Besides, the Borg's technology is enormously less advanced than V'Ger's. V'Ger was so advanced that our universe was no longer big enough to contain it. Its technology was so refined that it was almost organic, and it could "assimilate" things simply by converting them into energy and storing them as data. Borg tech is crude and clunky in comparison.
 
Except that doesn't work, because the Borg have been around for hundreds or thousands of years. There are contradictory references onscreen to just how old they are, but we know the Vaadwaur had dealings with them in the 15th century CE.

Time travel man! Time travel!

Besides, the Borg's technology is enormously less advanced than V'Ger's. V'Ger was so advanced that our universe was no longer big enough to contain it. Its technology was so refined that it was almost organic, and it could "assimilate" things simply by converting them into energy and storing them as data.

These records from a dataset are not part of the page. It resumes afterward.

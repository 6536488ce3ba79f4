//! Universities, academic years, formations and courses.

use chrono::{Datelike, NaiveDate};
use fake::Fake;
use fake::faker::address::fr_fr::{CityName, StreetName};
use fake::faker::name::fr_fr::{FirstName, LastName};
use fake::faker::phone_number::fr_fr::PhoneNumber;
use mesrs_models::formations::StudyLevel;
use rayon::prelude::*;
use sqlx::PgPool;
use std::time::Instant;
use uuid::Uuid;

use super::batch::{Column, Row, insert_rows, text};
use super::models::{
    AcademicYearSeed, FormationSeed, SeededCourse, SeededFormation, SeededTeacher,
    SeededUniversity, UniversitySeed,
};

/// Real institutions used before falling back to generated names.
const INSTITUTIONS: [(&str, &str, &str, f64, f64); 7] = [
    ("UNA", "Université de Nouakchott Al Aasriya", "Nouakchott", 18.0735, -15.9582),
    ("ESP", "École Supérieure Polytechnique", "Nouakchott", 18.1013, -15.9920),
    ("ENS", "École Normale Supérieure", "Nouakchott", 18.0861, -15.9645),
    ("USIA", "Université des Sciences Islamiques d'Aïoun", "Aïoun", 16.6614, -9.6149),
    ("ISCAE", "Institut Supérieur de Comptabilité et d'Administration des Entreprises", "Nouakchott", 18.1102, -15.9531),
    ("ISET", "Institut Supérieur d'Enseignement Technologique", "Rosso", 16.5138, -15.8050),
    ("ISERI", "Institut Supérieur des Études et Recherches Islamiques", "Nouakchott", 18.0923, -15.9712),
];

const DISCIPLINES: [&str; 14] = [
    "Informatique",
    "Mathématiques",
    "Physique",
    "Chimie",
    "Biologie",
    "Économie",
    "Gestion",
    "Droit",
    "Lettres arabes",
    "Lettres françaises",
    "Histoire",
    "Géographie",
    "Génie civil",
    "Sciences islamiques",
];

const COURSE_TOPICS: [&str; 8] = [
    "Fondamentaux",
    "Méthodologie",
    "Analyse",
    "Travaux pratiques",
    "Séminaire",
    "Projet tutoré",
    "Langues",
    "Statistiques",
];

const UNIVERSITY_COLUMNS: [Column; 9] = [
    ("code", "text"),
    ("name", "text"),
    ("address", "text"),
    ("email", "text"),
    ("phone", "text"),
    ("website", "text"),
    ("rector_name", "text"),
    ("latitude", "float8"),
    ("longitude", "float8"),
];

const FORMATION_COLUMNS: [Column; 7] = [
    ("code", "text"),
    ("name", "text"),
    ("university_id", "uuid"),
    ("level", "study_level"),
    ("duration_years", "int4"),
    ("credits", "int4"),
    ("capacity", "int4"),
];

const COURSE_COLUMNS: [Column; 7] = [
    ("code", "text"),
    ("name", "text"),
    ("formation_id", "uuid"),
    ("teacher_id", "uuid"),
    ("academic_year_id", "uuid"),
    ("credits", "int4"),
    ("semester", "int4"),
];

/// Short random suffix so repeated runs never collide on unique codes.
pub fn run_suffix() -> String {
    Uuid::new_v4().simple().to_string()[..4].to_uppercase()
}

/// Generates universities in parallel, real institutions first.
pub fn generate_universities(count: usize, suffix: &str) -> Vec<UniversitySeed> {
    (0..count)
        .into_par_iter()
        .map(|i| {
            let (acronym, name, city, latitude, longitude) = match INSTITUTIONS.get(i) {
                Some(&(acronym, name, city, lat, lng)) => {
                    (acronym.to_string(), name.to_string(), city.to_string(), lat, lng)
                }
                None => {
                    let city: String = CityName().fake();
                    (
                        format!("U{i:02}"),
                        format!("Université de {city}"),
                        city,
                        (15.0..21.0).fake::<f64>(),
                        (-17.0..-6.0).fake::<f64>(),
                    )
                }
            };
            let domain = format!("{}.mr", acronym.to_lowercase());
            let rector_first: String = FirstName().fake();
            let rector_last: String = LastName().fake();
            let street: String = StreetName().fake();

            UniversitySeed {
                code: format!("{acronym}{suffix}"),
                name,
                address: format!("{street}, {city}"),
                email: format!("contact@{domain}"),
                phone: PhoneNumber().fake(),
                website: format!("https://www.{domain}"),
                rector_name: format!("{rector_first} {rector_last}"),
                latitude,
                longitude,
            }
        })
        .collect()
}

pub async fn seed_universities(
    db: &PgPool,
    count: usize,
    suffix: &str,
) -> Result<Vec<SeededUniversity>, Box<dyn std::error::Error>> {
    let start_time = Instant::now();
    println!("🏛️  Seeding {} universities...", count);

    let universities = generate_universities(count, suffix);
    let rows: Vec<Row> = universities
        .iter()
        .map(|u| {
            vec![
                text(&u.code),
                text(&u.name),
                text(&u.address),
                text(&u.email),
                text(&u.phone),
                text(&u.website),
                text(&u.rector_name),
                text(u.latitude),
                text(u.longitude),
            ]
        })
        .collect();

    let mut tx = db.begin().await?;
    let ids = insert_rows(&mut tx, "universities", &UNIVERSITY_COLUMNS, &rows).await?;
    tx.commit().await?;

    println!(
        "   ✓ Inserted {} universities in {:?}",
        ids.len(),
        start_time.elapsed()
    );

    Ok(ids
        .into_iter()
        .zip(universities)
        .map(|(id, u)| SeededUniversity { id, code: u.code })
        .collect())
}

/// First day of the academic year containing `today` (years start in September).
pub fn current_year_start(today: NaiveDate) -> i32 {
    if today.month() >= 9 {
        today.year()
    } else {
        today.year() - 1
    }
}

/// The current academic year and the `previous` ones before it, oldest first.
pub fn generate_academic_years(today: NaiveDate, previous: usize) -> Vec<AcademicYearSeed> {
    let current = current_year_start(today);
    (0..=previous as i32)
        .rev()
        .filter_map(|back| {
            let start = current - back;
            Some(AcademicYearSeed {
                name: format!("{}-{}", start, start + 1),
                start_date: NaiveDate::from_ymd_opt(start, 9, 1)?,
                end_date: NaiveDate::from_ymd_opt(start + 1, 7, 31)?,
                is_current: back == 0,
            })
        })
        .collect()
}

/// Upserts academic years by name and returns the id of the current one.
pub async fn seed_academic_years(
    db: &PgPool,
    today: NaiveDate,
    previous: usize,
) -> Result<Uuid, Box<dyn std::error::Error>> {
    println!("📅 Seeding academic years...");
    let years = generate_academic_years(today, previous);

    let mut tx = db.begin().await?;
    sqlx::query("UPDATE academic_years SET is_current = FALSE, updated_at = NOW() WHERE is_current")
        .execute(&mut *tx)
        .await?;

    let mut current_id = None;
    for year in &years {
        let id: Uuid = sqlx::query_scalar(
            "INSERT INTO academic_years (name, start_date, end_date, is_current)
             VALUES ($1, $2, $3, $4)
             ON CONFLICT (name) DO UPDATE SET is_current = EXCLUDED.is_current, updated_at = NOW()
             RETURNING id",
        )
        .bind(&year.name)
        .bind(year.start_date)
        .bind(year.end_date)
        .bind(year.is_current)
        .fetch_one(&mut *tx)
        .await?;

        if year.is_current {
            current_id = Some(id);
        }
    }
    tx.commit().await?;

    println!("   ✓ {} academic years ready", years.len());
    current_id.ok_or_else(|| "no current academic year was generated".into())
}

fn level_shape(level: StudyLevel) -> (&'static str, i32, i32) {
    match level {
        StudyLevel::Licence1 | StudyLevel::Licence2 | StudyLevel::Licence3 => ("Licence", 3, 180),
        StudyLevel::Master1 | StudyLevel::Master2 => ("Master", 2, 120),
        StudyLevel::Doctorat => ("Doctorat", 3, 180),
    }
}

pub fn generate_formations(
    universities: &[SeededUniversity],
    per_university: usize,
) -> Vec<FormationSeed> {
    universities
        .par_iter()
        .flat_map(|university| {
            (0..per_university)
                .into_par_iter()
                .map(|i| {
                    let level = StudyLevel::ALL[i % StudyLevel::ALL.len()];
                    let discipline = DISCIPLINES[(0..DISCIPLINES.len()).fake::<usize>()];
                    let (cycle, duration_years, credits) = level_shape(level);

                    FormationSeed {
                        code: format!("{}-F{:02}", university.code, i + 1),
                        name: format!("{cycle} en {discipline}"),
                        university_id: university.id,
                        level,
                        duration_years,
                        credits,
                        capacity: (40..200).fake::<i32>(),
                    }
                })
                .collect::<Vec<_>>()
        })
        .collect()
}

pub async fn seed_formations(
    db: &PgPool,
    universities: &[SeededUniversity],
    per_university: usize,
) -> Result<Vec<SeededFormation>, Box<dyn std::error::Error>> {
    let start_time = Instant::now();
    println!(
        "🎓 Seeding {} formations...",
        universities.len() * per_university
    );

    let formations = generate_formations(universities, per_university);
    let rows: Vec<Row> = formations
        .iter()
        .map(|f| {
            vec![
                text(&f.code),
                text(&f.name),
                text(f.university_id),
                text(f.level.as_str()),
                text(f.duration_years),
                text(f.credits),
                text(f.capacity),
            ]
        })
        .collect();

    let mut tx = db.begin().await?;
    let ids = insert_rows(&mut tx, "formations", &FORMATION_COLUMNS, &rows).await?;
    tx.commit().await?;

    println!(
        "   ✓ Inserted {} formations in {:?}",
        ids.len(),
        start_time.elapsed()
    );

    Ok(ids
        .into_iter()
        .zip(formations)
        .map(|(id, f)| SeededFormation {
            id,
            code: f.code,
            university_id: f.university_id,
            level: f.level,
        })
        .collect())
}

/// Courses per formation, taught round-robin by teachers of the same university.
pub async fn seed_courses(
    db: &PgPool,
    formations: &[SeededFormation],
    teachers: &[SeededTeacher],
    academic_year_id: Uuid,
    per_formation: usize,
) -> Result<Vec<SeededCourse>, Box<dyn std::error::Error>> {
    let start_time = Instant::now();
    println!("📖 Seeding {} courses...", formations.len() * per_formation);

    let mut rows: Vec<Row> = Vec::with_capacity(formations.len() * per_formation);
    let mut formation_ids = Vec::with_capacity(rows.capacity());
    for formation in formations {
        let staff: Vec<&SeededTeacher> = teachers
            .iter()
            .filter(|t| t.university_id == formation.university_id)
            .collect();

        for i in 0..per_formation {
            let teacher = (!staff.is_empty()).then(|| staff[i % staff.len()].id);
            rows.push(vec![
                text(format!("{}-C{:02}", formation.code, i + 1)),
                text(COURSE_TOPICS[i % COURSE_TOPICS.len()]),
                text(formation.id),
                teacher.map(|id| id.to_string()),
                text(academic_year_id),
                text((2..8).fake::<i32>()),
                text(i % 2 + 1),
            ]);
            formation_ids.push(formation.id);
        }
    }

    let mut tx = db.begin().await?;
    let ids = insert_rows(&mut tx, "courses", &COURSE_COLUMNS, &rows).await?;
    tx.commit().await?;

    println!(
        "   ✓ Inserted {} courses in {:?}",
        ids.len(),
        start_time.elapsed()
    );

    Ok(ids
        .into_iter()
        .zip(formation_ids)
        .map(|(id, formation_id)| SeededCourse { id, formation_id })
        .collect())
}

#[cfg(test)]
mod tests {
    use super::*;

    #[test]
    fn known_institutions_come_first() {
        let universities = generate_universities(9, "AB12");
        assert_eq!(universities.len(), 9);
        assert_eq!(universities[0].code, "UNAAB12");
        assert_eq!(universities[0].name, "Université de Nouakchott Al Aasriya");
        assert!(universities[8].name.starts_with("Université de "));
        assert!(universities.iter().all(|u| u.website.starts_with("https://")));
    }

    #[test]
    fn academic_years_start_in_september() {
        let june = NaiveDate::from_ymd_opt(2025, 6, 15).unwrap();
        assert_eq!(current_year_start(june), 2024);

        let october = NaiveDate::from_ymd_opt(2025, 10, 1).unwrap();
        let years = generate_academic_years(october, 2);
        let names: Vec<&str> = years.iter().map(|y| y.name.as_str()).collect();
        assert_eq!(names, ["2023-2024", "2024-2025", "2025-2026"]);
        assert_eq!(years.iter().filter(|y| y.is_current).count(), 1);
        assert!(years[2].is_current);
        assert!(years.iter().all(|y| y.end_date > y.start_date));
    }

    #[test]
    fn formations_cycle_through_levels() {
        let universities = vec![SeededUniversity {
            id: Uuid::new_v4(),
            code: "UNAAB12".into(),
        }];
        let formations = generate_formations(&universities, 7);

        assert_eq!(formations.len(), 7);
        assert_eq!(formations[0].level, StudyLevel::Licence1);
        assert_eq!(formations[5].level, StudyLevel::Doctorat);
        assert_eq!(formations[6].level, StudyLevel::Licence1);
        assert_eq!(formations[3].duration_years, 2);
        assert!(formations[3].name.starts_with("Master en "));
        assert_eq!(formations[0].code, "UNAAB12-F01");
    }
}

Borg tech is crude and clunky in comparison.

From the emotional standpoint, I actually have an issue with it also because it means for all the good Kirk did, he actually did far far more evil--albeit by accident and the best of intentions.
 
From the emotional standpoint, I actually have an issue with it also because it means for all the good Kirk did, he actually did far far more evil--albeit by accident and the best of intentions.

Well, the thing is, for all Kirk's insistence in TMP about how he had to be the one to command the Enterprise, when you get right down to it, he didn't actually accomplish much. Spock and Decker did all the work figuring out what V'Ger's deal was, and Decker was the one who made the choice to merge with V'Ger. Although I guess it was Kirk's bluff to the Ilia probe that got them taken to Voyager 6 so that they could piece the rest together. Still, it can hardly be said to be his responsibility exclusively.
 
In that regard, could it be argued that TMP is the film where Kirk has the least agency?

TMP was embarrassing for the Captain. I think if they have wrongful death suits in the future, the families of those two transporter victims have a case.

Not to mention he almost crashed the ship because he left the parking brake on.